Domenica scorsa è toccato alla sezione di Bienno; la prossima sarà la volta dell’Avis di Breno, che si appresta a festeggiare il suo 40esimo anniversario più 1. Proprio come accaduto a Bienno, anche a Breno l’anno scorso (quello del 40esimo) non è stato possibile organizzare particolari celebrazioni a causa delle restrizioni anti Covid-19.

Ora si recupera, con una giornata alla sezione di Breno, che rientra tra le diciassette del gruppo intercomunale e fondata nel 1981. Con i suoi 149 iscritti (i dati sono aggiornati a fine 2021), la sezione di Breno, guidata da Mario Pedersoli, è la seconda più numerosa dopo quella di Bienno; l’anno scorso ha effettuato un totale di 364 donazioni.

Ma è proprio da Breno che si sono iniziati a muovere i primi passi per la costituzione di un gruppo locale, animato da Santo De Paoli ed Erminia Sala, in collaborazione con il Dottor Giacomo Bellicini: era il 1963 quando nacque la sezione Avis di Breno, definita intercomunale perché riunisce ad oggi diciassette gruppi camuni.
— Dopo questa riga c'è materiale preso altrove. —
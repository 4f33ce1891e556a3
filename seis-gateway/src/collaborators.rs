//! Upstream collaborator interfaces
//!
//! Orchestrators hold these as trait objects so tests can substitute
//! in-memory fakes. The HTTP implementations live in `clients`.

use crate::error::ComputeError;
use crate::models::{FrequencyBand, ProcessingStation, SignalDetection};
use crate::wire::{
    BeamFormingRequest, ChannelSegmentsByChannelsRequest, ComputeFkRequest, WireChannelSegment,
    WireFilteredSegment,
};
use async_trait::async_trait;
use seis_common::config::{BeamDefaults, TomlConfig};
use std::sync::Arc;

pub type CollaboratorResult<T> = Result<T, ComputeError>;

/// Channel segment lookups against the OSD
#[async_trait]
pub trait ChannelSegmentSource: Send + Sync {
    async fn by_ids(&self, ids: &[String]) -> CollaboratorResult<Vec<WireChannelSegment>>;

    async fn by_channels(
        &self,
        request: &ChannelSegmentsByChannelsRequest,
    ) -> CollaboratorResult<Vec<WireChannelSegment>>;
}

/// FK spectra computation; an empty list means no result
#[async_trait]
pub trait FkComputeService: Send + Sync {
    async fn compute_fk(
        &self,
        request: &ComputeFkRequest,
    ) -> CollaboratorResult<Vec<WireChannelSegment>>;
}

/// Beam formation; an empty list means no result
#[async_trait]
pub trait BeamFormingService: Send + Sync {
    async fn compute_beam(
        &self,
        request: &BeamFormingRequest,
    ) -> CollaboratorResult<Vec<WireChannelSegment>>;
}

/// Applies the configured filter set to channel segments
#[async_trait]
pub trait WaveformFilterService: Send + Sync {
    async fn filter_segments(
        &self,
        segments: &[WireChannelSegment],
    ) -> CollaboratorResult<Vec<WireFilteredSegment>>;
}

#[async_trait]
pub trait SignalDetectionStore: Send + Sync {
    async fn signal_detection(&self, id: &str) -> CollaboratorResult<Option<SignalDetection>>;

    async fn store_signal_detection(&self, detection: &SignalDetection) -> CollaboratorResult<()>;
}

#[async_trait]
pub trait StationLookup: Send + Sync {
    async fn station(&self, id: &str) -> CollaboratorResult<Option<ProcessingStation>>;
}

/// Analysis defaults
pub trait AnalysisConfig: Send + Sync {
    fn beam_defaults(&self) -> BeamDefaults;

    /// Bands used for FK thumbnails when the caller names none
    fn default_frequency_bands(&self) -> Vec<FrequencyBand>;

    /// Substring identifying vertical channels allowed into an FK
    fn vertical_channel_pattern(&self) -> String;
}

impl AnalysisConfig for TomlConfig {
    fn beam_defaults(&self) -> BeamDefaults {
        self.beam.clone()
    }

    fn default_frequency_bands(&self) -> Vec<FrequencyBand> {
        self.fk
            .default_frequency_bands
            .iter()
            .copied()
            .map(FrequencyBand::from)
            .collect()
    }

    fn vertical_channel_pattern(&self) -> String {
        self.fk.vertical_channel_pattern.clone()
    }
}

/// The full set of collaborators a gateway instance talks to
#[derive(Clone)]
pub struct Collaborators {
    pub segments: Arc<dyn ChannelSegmentSource>,
    pub fk: Arc<dyn FkComputeService>,
    pub beam: Arc<dyn BeamFormingService>,
    pub filter: Arc<dyn WaveformFilterService>,
    pub detections: Arc<dyn SignalDetectionStore>,
    pub stations: Arc<dyn StationLookup>,
    pub config: Arc<dyn AnalysisConfig>,
}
Tra questi, appunto, anche quello di Breno.

Domenica 18 settembre, quindi, si festeggia: alle ore 09:45 il ritrovo dietro al Municipio, quindi la deposizione floreale al Monumento Avis e la partenza del corteo che sfilerà lungo le vie del paese. Alle 11:00 la Santa Messa in Duomo, in suffragio degli avisini scomparsi. Seguiranno la consegna dei diplomi e delle benemerenze ed, infine, il pranzo sociale all’Hotel Giardino.